Material to process below:

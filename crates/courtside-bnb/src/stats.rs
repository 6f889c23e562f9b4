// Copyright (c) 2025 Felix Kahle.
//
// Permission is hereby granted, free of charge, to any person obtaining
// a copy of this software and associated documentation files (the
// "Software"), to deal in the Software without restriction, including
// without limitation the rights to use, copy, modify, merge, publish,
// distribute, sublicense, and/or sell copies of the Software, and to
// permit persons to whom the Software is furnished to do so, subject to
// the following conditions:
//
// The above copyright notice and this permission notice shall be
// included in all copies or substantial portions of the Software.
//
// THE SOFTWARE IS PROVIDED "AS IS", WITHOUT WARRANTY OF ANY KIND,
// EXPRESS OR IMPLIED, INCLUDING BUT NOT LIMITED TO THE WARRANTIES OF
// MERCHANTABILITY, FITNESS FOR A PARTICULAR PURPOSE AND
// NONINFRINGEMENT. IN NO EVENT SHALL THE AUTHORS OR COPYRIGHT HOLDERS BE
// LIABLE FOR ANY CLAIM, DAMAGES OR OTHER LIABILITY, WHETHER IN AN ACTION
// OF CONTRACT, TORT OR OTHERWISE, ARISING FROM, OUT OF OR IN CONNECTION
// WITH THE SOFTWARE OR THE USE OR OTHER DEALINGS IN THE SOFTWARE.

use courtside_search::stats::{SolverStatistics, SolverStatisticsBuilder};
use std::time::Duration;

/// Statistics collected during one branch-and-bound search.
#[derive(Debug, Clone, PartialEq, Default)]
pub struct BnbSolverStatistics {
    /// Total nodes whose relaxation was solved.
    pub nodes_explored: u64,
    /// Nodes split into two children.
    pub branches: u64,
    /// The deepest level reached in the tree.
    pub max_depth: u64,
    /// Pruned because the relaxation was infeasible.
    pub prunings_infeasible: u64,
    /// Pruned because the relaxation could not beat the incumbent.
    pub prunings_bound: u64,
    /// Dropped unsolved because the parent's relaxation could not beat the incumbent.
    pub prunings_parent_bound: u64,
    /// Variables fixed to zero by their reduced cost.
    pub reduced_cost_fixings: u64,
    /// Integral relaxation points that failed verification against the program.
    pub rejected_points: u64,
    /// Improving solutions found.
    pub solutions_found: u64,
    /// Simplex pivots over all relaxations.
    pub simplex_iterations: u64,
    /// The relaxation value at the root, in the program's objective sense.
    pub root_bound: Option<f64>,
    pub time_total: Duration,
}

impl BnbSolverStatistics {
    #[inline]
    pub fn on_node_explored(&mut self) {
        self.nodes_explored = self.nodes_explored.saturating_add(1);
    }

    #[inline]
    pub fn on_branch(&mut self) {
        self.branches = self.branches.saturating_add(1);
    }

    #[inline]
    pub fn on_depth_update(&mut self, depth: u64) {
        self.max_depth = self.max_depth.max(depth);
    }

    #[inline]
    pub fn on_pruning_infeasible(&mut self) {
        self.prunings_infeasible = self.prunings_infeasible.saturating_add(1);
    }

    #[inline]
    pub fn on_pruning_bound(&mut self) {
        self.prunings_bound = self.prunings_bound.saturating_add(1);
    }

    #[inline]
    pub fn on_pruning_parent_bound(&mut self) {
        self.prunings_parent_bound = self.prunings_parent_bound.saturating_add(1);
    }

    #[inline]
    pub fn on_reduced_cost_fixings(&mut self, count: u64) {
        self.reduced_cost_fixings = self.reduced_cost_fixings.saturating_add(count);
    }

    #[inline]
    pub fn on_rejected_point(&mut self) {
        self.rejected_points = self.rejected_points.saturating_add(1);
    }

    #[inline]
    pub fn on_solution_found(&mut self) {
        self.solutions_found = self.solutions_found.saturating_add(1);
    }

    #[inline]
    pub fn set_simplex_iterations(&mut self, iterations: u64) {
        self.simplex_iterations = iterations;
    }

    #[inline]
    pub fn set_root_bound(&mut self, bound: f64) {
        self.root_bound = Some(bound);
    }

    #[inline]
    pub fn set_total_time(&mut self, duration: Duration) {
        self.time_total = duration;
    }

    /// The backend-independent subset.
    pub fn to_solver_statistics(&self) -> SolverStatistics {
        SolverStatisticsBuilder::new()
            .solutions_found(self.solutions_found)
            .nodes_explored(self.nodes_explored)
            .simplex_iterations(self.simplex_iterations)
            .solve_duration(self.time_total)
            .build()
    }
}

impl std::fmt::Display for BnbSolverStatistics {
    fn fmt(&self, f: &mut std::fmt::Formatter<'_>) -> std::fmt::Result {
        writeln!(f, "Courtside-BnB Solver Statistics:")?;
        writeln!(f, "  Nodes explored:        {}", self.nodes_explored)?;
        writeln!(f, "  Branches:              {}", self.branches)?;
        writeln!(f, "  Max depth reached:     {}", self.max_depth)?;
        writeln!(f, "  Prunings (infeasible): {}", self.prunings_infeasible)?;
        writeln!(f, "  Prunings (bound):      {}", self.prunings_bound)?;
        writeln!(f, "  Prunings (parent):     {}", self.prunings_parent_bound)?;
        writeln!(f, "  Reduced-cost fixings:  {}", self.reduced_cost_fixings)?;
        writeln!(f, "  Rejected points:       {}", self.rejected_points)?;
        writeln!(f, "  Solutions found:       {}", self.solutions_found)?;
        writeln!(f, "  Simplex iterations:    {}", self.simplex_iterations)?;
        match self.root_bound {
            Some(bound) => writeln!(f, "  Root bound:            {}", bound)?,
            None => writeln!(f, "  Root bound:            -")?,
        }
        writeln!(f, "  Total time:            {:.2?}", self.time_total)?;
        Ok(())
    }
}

End of Material to process.

Goal of the exercise => Using the records above, copy all lines that include the word "beat".

Worked solution =>
    /// Pruned because the relaxation could not beat the incumbent.
    /// Dropped unsolved because the parent's relaxation could not beat the incumbent.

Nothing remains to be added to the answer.